Затем крики, и вот они, бегут и палят из своих АК, их пули звучат как удар линейкой по краю стола, крак-крак! Крак-крак-крак! Джордж выстрелил — тррр-тррр-тррр-тррр-тррр! Я присоединился со своим глушенным Шведским К — пфт-пфт-пфт-пфт-пфт. Мы стреляли так быстро, как только могли менять магазины, не дожидаясь четких целей, как на стрельбище. Как только что-то появлялось, я выпускал в это очередь. Я стрелял на признаки движения, дульные вспышки, на звук ломающихся кустов, отблески отраженного солнечного света, голоса, любые знаки присутствия противника. Нашей целью было удерживать северовьетнамцев на расстоянии вытянутой руки, сломать их план, сбить их прицел, задержать их, запутать и заставить платить кровью за каждый шаг, на который они приближались. Их огонь становился слишком сосредоточенным — падали ветки с деревьев, летела кора, взметалась земля, мимо проносились рикошеты. Теперь около двадцати солдат NVA орали и стреляли по нам.
Затем затрещали кусты в тридцати ярдах (27,5 м) слева от меня — отряд NVA пытался обойти нас с фланга. Я стрелял по кустам, очередь за очередью, затем бросил гранату, чтобы выиграть время на смену магазина. Как только северовьетнамцы подошли так близко, что могли окружить нас, мы с Джорджем кивнули друг другу, бросили еще одну гранату, затем отступили, поливая тропу и кусты на бегу.
Десять секунд спустя мы были у следующей группы деревьев, готовые повторить все снова. Мы стреляли оттуда три или четыре минуты, пока не услышали, как другой отряд NVA пытается обойти нас с фланга; Джордж бросил гранату с белым фосфором, которая извергла раскаленные добела искры и клубящееся грибовидное облако. Окутанные этим дымом, мы побежали по тропе под звуки криков горевших людей, затем снова остановились.

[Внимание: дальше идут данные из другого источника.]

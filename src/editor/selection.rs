//! Which interactive node is selected, and its highlight.

use crate::gfx::scene::{color_from_hex, NodeId, Scene};

use super::registry::Registry;

/// Emissive intensity of a selected light proxy
pub const LIGHT_HIGHLIGHT_INTENSITY: f32 = 2.0;
/// Flat emissive tint of a selected model part
pub const MODEL_HIGHLIGHT_EMISSIVE: u32 = 0x333333;

/// Material state saved before highlighting, restored on deselect.
#[derive(Debug, Clone, Copy, PartialEq)]
pub enum Highlight {
    LightProxy { baseline_intensity: f32 },
    ModelPart { baseline_emissive: [f32; 3] },
}

#[derive(Debug, Clone, Copy, PartialEq, Default)]
pub enum Selection {
    #[default]
    Idle,
    Selected { node: NodeId, highlight: Highlight },
}

impl Selection {
    pub fn selected(&self) -> Option<NodeId> {
        match self {
            Selection::Idle => None,
            Selection::Selected { node, .. } => Some(*node),
        }
    }

    /// Runs a click transition. `hit` is the nearest interactive node under
    /// the pointer. Returns the node that is selected afterwards.
    pub fn click(
        &mut self,
        hit: Option<NodeId>,
        scene: &mut Scene,
        registry: &Registry,
    ) -> Option<NodeId> {
        self.clear(scene);
        let node = hit?;
        let is_light = registry.lookup(node)?.is_light();
        let material = &mut scene
            .graph
            .get_mut(node)?
            .as_mesh_mut()?
            .material;

        let highlight = if is_light {
            let baseline_intensity = material.emissive_intensity;
            material.emissive_intensity = LIGHT_HIGHLIGHT_INTENSITY;
            Highlight::LightProxy { baseline_intensity }
        } else {
            let baseline_emissive = material.emissive;
            material.emissive = color_from_hex(MODEL_HIGHLIGHT_EMISSIVE);
            Highlight::ModelPart { baseline_emissive }
        };

        log::debug!("Selected {}", node);
        *self = Selection::Selected { node, highlight };
        Some(node)
    }

    /// Restores the highlighted material and returns to idle.
    pub fn clear(&mut self, scene: &mut Scene) {
        let Selection::Selected { node, highlight } = std::mem::take(self) else {
            return;
        };
        log::debug!("Deselected {}", node);

        let Some(mesh) = scene.graph.get_mut(node).and_then(|n| n.as_mesh_mut()) else {
            return;
        };
        match highlight {
            Highlight::LightProxy { baseline_intensity } => {
                mesh.material.emissive_intensity = baseline_intensity;
            }
            Highlight::ModelPart { baseline_emissive } => {
                mesh.material.emissive = baseline_emissive;
            }
        }
    }
}

#[cfg(test)]
mod tests {
    use super::*;
    use crate::editor::registry::RegistryEntry;
    use crate::gfx::{
        geometry::generate_sphere,
        scene::{Material, MeshData, Node, NodeKind},
    };
    use std::sync::Arc;

    fn sphere_node(material: Material) -> Node {
        Node::mesh(
            "sphere",
            Arc::new(MeshData::from_geometry("sphere", &generate_sphere(0.2, 8, 8))),
            material,
        )
    }

    fn setup() -> (Scene, Registry, NodeId, NodeId) {
        let mut scene = Scene::new([0.0; 3]);
        let mut registry = Registry::new();

        let light = scene.graph.insert(None, Node::new("light", NodeKind::Group));
        let proxy = scene
            .graph
            .insert(Some(light), sphere_node(Material::emissive([1.0; 3], 1.0)));
        registry.register(proxy, RegistryEntry::light(light, light)).unwrap();

        let part = scene
            .graph
            .insert(None, sphere_node(Material::new([1.0; 3], 0.0, 0.5)));
        registry.register(part, RegistryEntry::model("duck.obj", None)).unwrap();

        (scene, registry, proxy, part)
    }

    fn material(scene: &Scene, id: NodeId) -> &Material {
        &scene.graph.get(id).unwrap().as_mesh().unwrap().material
    }

    #[test]
    fn test_select_then_deselect_restores_baseline() {
        let (mut scene, registry, proxy, part) = setup();
        let mut selection = Selection::default();

        assert_eq!(selection.click(Some(proxy), &mut scene, &registry), Some(proxy));
        assert_eq!(material(&scene, proxy).emissive_intensity, 2.0);

        // Switching to the model part clears the light highlight first.
        selection.click(Some(part), &mut scene, &registry);
        assert_eq!(material(&scene, proxy).emissive_intensity, 1.0);
        assert_eq!(material(&scene, part).emissive, color_from_hex(0x333333));

        assert_eq!(selection.click(None, &mut scene, &registry), None);
        assert_eq!(material(&scene, part).emissive, [0.0; 3]);
        assert_eq!(selection, Selection::Idle);
    }

    #[test]
    fn test_reclicking_selection_does_not_stack_highlight() {
        let (mut scene, registry, proxy, _) = setup();
        let mut selection = Selection::default();
        selection.click(Some(proxy), &mut scene, &registry);
        selection.click(Some(proxy), &mut scene, &registry);
        selection.clear(&mut scene);
        assert_eq!(material(&scene, proxy).emissive_intensity, 1.0);
    }

    #[test]
    fn test_unregistered_hit_selects_nothing() {
        let (mut scene, registry, _, _) = setup();
        let ground = scene.ground();
        let mut selection = Selection::default();
        assert_eq!(selection.click(Some(ground), &mut scene, &registry), None);
        assert_eq!(selection.selected(), None);
    }
}
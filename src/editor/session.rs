//! The editor session: one explicit context object per scene.

use std::collections::HashSet;

use cgmath::{InnerSpace, Vector3};

use crate::{
    assets::{
        catalog::{
            self, DetailMap, NONE_TEXTURE, OBJECT_TEXTURES, SCENE_TEXTURES, SURFACE_TEXTURES,
        },
        AssetLoader, LoadEvent, LoadedModel, ModelPreset, ModelRequest, TextureHandle,
        TextureRequest, TextureTarget,
    },
    config::EditorConfig,
    gfx::{
        camera::CameraManager,
        picking::{ObjectPicker, Plane, Ray},
        scene::{
            scene::SURFACE_TEXTURE_REPEAT, Node, NodeId, NodeKind, Scene, TextureMap,
            Transform,
        },
    },
};

use super::{
    light_rig::{self, LightRig},
    panel::{FieldId, FieldValue, PanelContext, PanelOutcome, PropertyPanel},
    registry::{EntryKind, Registry, RegistryEntry},
    selection::Selection,
};

/// Pointer travel, in pixels, below which a press and release count as a click
pub const CLICK_SLOP: f32 = 4.0;

pub const LOADING_MESSAGE: &str = "Loading Models...";

/// Scene-wide values shown in the main controls window.
#[derive(Debug, Clone, PartialEq)]
pub struct SceneControls {
    pub background_color: [f32; 3],
    pub scene_light: f32,
    pub surface_texture: &'static str,
    pub surface_scale: f32,
    pub scene_texture: &'static str,
    pub show_surface: bool,
    pub move_speed: f32,
}

/// Something the UI asked for during the last frame.
#[derive(Debug, Clone, PartialEq)]
pub enum EditorAction {
    SetBackgroundColor([f32; 3]),
    ResetScene,
    SetSurfaceTexture(&'static str),
    SetSurfaceScale(f32),
    SetSceneTexture(&'static str),
    SetShowSurface(bool),
    SetSceneLight(f32),
    AddLight,
    AddModel(ModelPreset),
    SetMoveSpeed(f32),
    Edit(FieldId, FieldValue),
}

/// Progress of the initial model batch, plus the last load error.
#[derive(Debug, Default)]
pub struct LoadingStatus {
    initial: HashSet<u64>,
    message: Option<String>,
}

impl LoadingStatus {
    pub fn is_loading(&self) -> bool {
        !self.initial.is_empty()
    }

    pub fn text(&self) -> Option<&str> {
        if self.is_loading() {
            Some(LOADING_MESSAGE)
        } else {
            self.message.as_deref()
        }
    }
}

/// Object being dragged on a camera-facing plane.
#[derive(Debug, Clone, Copy)]
struct Drag {
    /// The clicked node
    picked: NodeId,
    /// The node that actually moves (the light for a proxy)
    moved: NodeId,
    plane: Plane,
    offset: Vector3<f32>,
    dragged: bool,
}

/// A texture request per scene slot; later requests win.
#[derive(Debug, Default)]
struct SlotTickets {
    surface: Option<u64>,
    background: Option<u64>,
}

pub struct EditorSession {
    config: EditorConfig,
    pub scene: Scene,
    pub registry: Registry,
    selection: Selection,
    panel: Option<PropertyPanel>,
    loader: AssetLoader,
    pub camera: CameraManager,
    pub controls: SceneControls,
    status: LoadingStatus,
    tickets: SlotTickets,
    applied_surface: &'static str,
    applied_scene_texture: &'static str,
    picker: ObjectPicker,
    drag: Option<Drag>,
    press: Option<(f32, f32)>,
}
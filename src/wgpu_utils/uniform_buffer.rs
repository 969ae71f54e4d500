use std::marker::PhantomData;

/// Typed uniform buffer that skips uploads when the content is unchanged.
pub struct UniformBuffer<Content> {
    buffer: wgpu::Buffer,
    content_type: PhantomData<Content>,
    previous_content: Vec<u8>,
}

impl<Content: bytemuck::Pod> UniformBuffer<Content> {
    fn name() -> &'static str {
        let type_name = std::any::type_name::<Content>();
        match type_name.rfind(':') {
            Some(pos) => &type_name[(pos + 1)..],
            None => type_name,
        }
    }

    pub fn new(device: &wgpu::Device) -> Self {
        let buffer = device.create_buffer(&wgpu::BufferDescriptor {
            label: Some(&format!("UniformBuffer: {}", Self::name())),
            size: std::mem::size_of::<Content>() as u64,
            usage: wgpu::BufferUsages::UNIFORM | wgpu::BufferUsages::COPY_DST,
            mapped_at_creation: false,
        });

        UniformBuffer {
            buffer,
            content_type: PhantomData,
            previous_content: Vec::new(),
        }
    }

    /// Creates the buffer already holding `initial_content`.
    pub fn new_with_data(device: &wgpu::Device, initial_content: &Content) -> Self {
        let buffer = device.create_buffer(&wgpu::BufferDescriptor {
            label: Some(&format!("UniformBuffer: {}", Self::name())),
            size: std::mem::size_of::<Content>() as u64,
            usage: wgpu::BufferUsages::UNIFORM | wgpu::BufferUsages::COPY_DST,
            mapped_at_creation: true,
        });

        buffer
            .slice(..)
            .get_mapped_range_mut()
            .clone_from_slice(bytemuck::bytes_of(initial_content));
        buffer.unmap();

        UniformBuffer {
            buffer,
            content_type: PhantomData,
            previous_content: bytemuck::bytes_of(initial_content).to_vec(),
        }
    }

    /// Writes `content` if it differs from the last upload.
    pub fn update_content(&mut self, queue: &wgpu::Queue, content: Content) {
        let new_content = bytemuck::bytes_of(&content);
        if self.previous_content == new_content {
            return;
        }
        queue.write_buffer(&self.buffer, 0, new_content);
        self.previous_content = new_content.to_vec();
    }

    pub fn binding_resource(&self) -> wgpu::BindingResource {
        self.buffer.as_entire_binding()
    }
}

Эта моя первая перестрелка была не такой, какой я ее себе представлял. Листва так сильно поглощала шум, что стрельба не звучала и вполовину так громко, как на стрельбище. В отличие от кино, здесь не было захватывающей музыкальной темы, только звук моего собственного тяжелого дыхания, тяжесть рюкзака и жгущий глаза пот. Вначале я получил дозу адреналина, но через десять минут он схлынул, и теперь меня поддерживали только физическая подготовка и моральная решимость. Мое пересохшее горло просило воды, но я и не думал хвататься за флягу. Я продолжал стрелять.
Солдаты противника перекрикивались друг с другом с разных сторон и снова пытались обойти нас, и снова их встречали наши гранаты, которые мы кидали навесом, чтобы они взрывались в воздухе. Одними только гранатами мы, должно быть, перебили многих.

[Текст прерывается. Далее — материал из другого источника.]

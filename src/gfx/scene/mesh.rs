//! CPU-side mesh geometry shared between scene nodes and the renderer.

use std::sync::atomic::{AtomicU64, Ordering};

use crate::gfx::{geometry::GeometryData, picking::Aabb};

use super::vertex::Vertex3D;

static NEXT_MESH_ID: AtomicU64 = AtomicU64::new(1);

/// Identity used by the renderer to cache vertex and index buffers.
#[derive(Debug, Clone, Copy, PartialEq, Eq, Hash, PartialOrd, Ord)]
pub struct MeshId(u64);

/// How the index buffer is assembled into primitives.
#[derive(Debug, Clone, Copy, PartialEq, Eq)]
pub enum Topology {
    Triangles,
    Lines,
}

/// Immutable geometry for one drawable part.
#[derive(Debug)]
pub struct MeshData {
    id: MeshId,
    pub name: String,
    pub vertices: Vec<Vertex3D>,
    pub indices: Vec<u32>,
    pub topology: Topology,
    bounds: Aabb,
}

impl MeshData {
    pub fn new(name: impl Into<String>, vertices: Vec<Vertex3D>, indices: Vec<u32>) -> Self {
        Self::with_topology(name, vertices, indices, Topology::Triangles)
    }

    pub fn with_topology(
        name: impl Into<String>,
        vertices: Vec<Vertex3D>,
        indices: Vec<u32>,
        topology: Topology,
    ) -> Self {
        let positions: Vec<[f32; 3]> = vertices.iter().map(|v| v.position).collect();
        Self {
            id: MeshId(NEXT_MESH_ID.fetch_add(1, Ordering::Relaxed)),
            name: name.into(),
            bounds: Aabb::from_vertices(&positions),
            vertices,
            indices,
            topology,
        }
    }

    /// Builds a mesh from flat position/normal/uv arrays as produced by `tobj`.
    ///
    /// Missing normals are replaced by averaged face normals and missing
    /// texture coordinates by zeroes.
    pub fn from_flat(
        name: impl Into<String>,
        positions: &[f32],
        normals: &[f32],
        tex_coords: &[f32],
        indices: Vec<u32>,
    ) -> Self {
        let vertex_count = positions.len() / 3;
        let normals = if normals.len() == positions.len() {
            normals.to_vec()
        } else {
            calculate_face_normals(positions, &indices)
        };

        let vertices = (0..vertex_count)
            .map(|i| Vertex3D {
                position: [positions[i * 3], positions[i * 3 + 1], positions[i * 3 + 2]],
                normal: [normals[i * 3], normals[i * 3 + 1], normals[i * 3 + 2]],
                tex_coords: if tex_coords.len() >= (i + 1) * 2 {
                    [tex_coords[i * 2], 1.0 - tex_coords[i * 2 + 1]]
                } else {
                    [0.0, 0.0]
                },
            })
            .collect();

        Self::new(name, vertices, indices)
    }

    pub fn from_geometry(name: impl Into<String>, geometry: &GeometryData) -> Self {
        let (vertices, indices) = geometry.to_scene_format();
        Self::new(name, vertices, indices)
    }

    pub fn id(&self) -> MeshId {
        self.id
    }

    /// Local-space bounding box of all vertices
    pub fn bounds(&self) -> Aabb {
        self.bounds
    }

    pub fn triangle_count(&self) -> usize {
        match self.topology {
            Topology::Triangles => self.indices.len() / 3,
            Topology::Lines => 0,
        }
    }

    /// Iterates triangles as vertex position triples.
    pub fn triangles(&self) -> impl Iterator<Item = [[f32; 3]; 3]> + '_ {
        let indices: &[u32] = match self.topology {
            Topology::Triangles => &self.indices,
            Topology::Lines => &[],
        };
        indices.chunks_exact(3).map(move |tri| {
            [
                self.vertices[tri[0] as usize].position,
                self.vertices[tri[1] as usize].position,
                self.vertices[tri[2] as usize].position,
            ]
        })
    }

    /// Reports whether any two consecutive vertex normals differ, which is
    /// how a part is classified as curved rather than flat.
    pub fn has_curved_surfaces(&self) -> bool {
        self.vertices
            .windows(2)
            .any(|pair| pair[0].normal != pair[1].normal)
    }
}

/// Averages face normals onto vertices for meshes that ship without normals.
pub fn calculate_face_normals(positions: &[f32], indices: &[u32]) -> Vec<f32> {
    let vertex_count = positions.len() / 3;
    let mut normals = vec![0.0; positions.len()];
    let mut counts = vec![0u32; vertex_count];

    for triangle in indices.chunks_exact(3) {
        let [i0, i1, i2] = [
            triangle[0] as usize,
            triangle[1] as usize,
            triangle[2] as usize,
        ];
        let v = |i: usize| [positions[i * 3], positions[i * 3 + 1], positions[i * 3 + 2]];
        let (v0, v1, v2) = (v(i0), v(i1), v(i2));

        let edge1 = [v1[0] - v0[0], v1[1] - v0[1], v1[2] - v0[2]];
        let edge2 = [v2[0] - v0[0], v2[1] - v0[1], v2[2] - v0[2]];
        let face_normal = [
            edge1[1] * edge2[2] - edge1[2] * edge2[1],
            edge1[2] * edge2[0] - edge1[0] * edge2[2],
            edge1[0] * edge2[1] - edge1[1] * edge2[0],
        ];

        for &vertex_idx in &[i0, i1, i2] {
            normals[vertex_idx * 3] += face_normal[0];
            normals[vertex_idx * 3 + 1] += face_normal[1];
            normals[vertex_idx * 3 + 2] += face_normal[2];
            counts[vertex_idx] += 1;
        }
    }

    for i in 0..vertex_count {
        if counts[i] == 0 {
            continue;
        }
        let n = &mut normals[i * 3..i * 3 + 3];
        let length = (n[0].powi(2) + n[1].powi(2) + n[2].powi(2)).sqrt();
        if length > 0.0 {
            n.iter_mut().for_each(|c| *c /= length);
        }
    }

    normals
}

#[cfg(test)]
mod tests {
    use super::*;

    fn quad() -> MeshData {
        let positions = [0.0, 0.0, 0.0, 1.0, 0.0, 0.0, 1.0, 1.0, 0.0, 0.0, 1.0, 0.0];
        MeshData::from_flat("quad", &positions, &[], &[], vec![0, 1, 2, 0, 2, 3])
    }

    #[test]
    fn test_generated_normals_face_the_winding() {
        let mesh = quad();
        for vertex in &mesh.vertices {
            assert_eq!(vertex.normal, [0.0, 0.0, 1.0]);
        }
        assert!(!mesh.has_curved_surfaces());
    }

    #[test]
    fn test_bounds_and_triangle_count() {
        let mesh = quad();
        assert_eq!(mesh.triangle_count(), 2);
        assert_eq!(mesh.triangles().count(), 2);
        assert_eq!(mesh.bounds().max.x, 1.0);
        assert_eq!(mesh.bounds().min.y, 0.0);
    }

    #[test]
    fn test_mesh_ids_are_unique() {
        assert_ne!(quad().id(), quad().id());
    }
}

Затем, Ба-бах! — вспышка! — оглушительный взрыв. РПГ! Взрыв ракеты сотряс землю позади нас, едва не задев Джорджа. Я бросил свою последнюю гранату со слезоточивым газом, а Джордж — нашу последнюю гранату с белым фосфором. Мы бежали со всех ног, когда очереди АК взметали землю, били по деревьям и рикошетили вокруг нас. Мы достигли небольшого подъема, остановились, повернулись и выстрелили на звук криков противника и ломающегося кустарника, бросили еще одну или две гранаты — и услышали самый прекрасный звук в своей жизни — Кови! Да благословит его бог, это были двигатели Кови!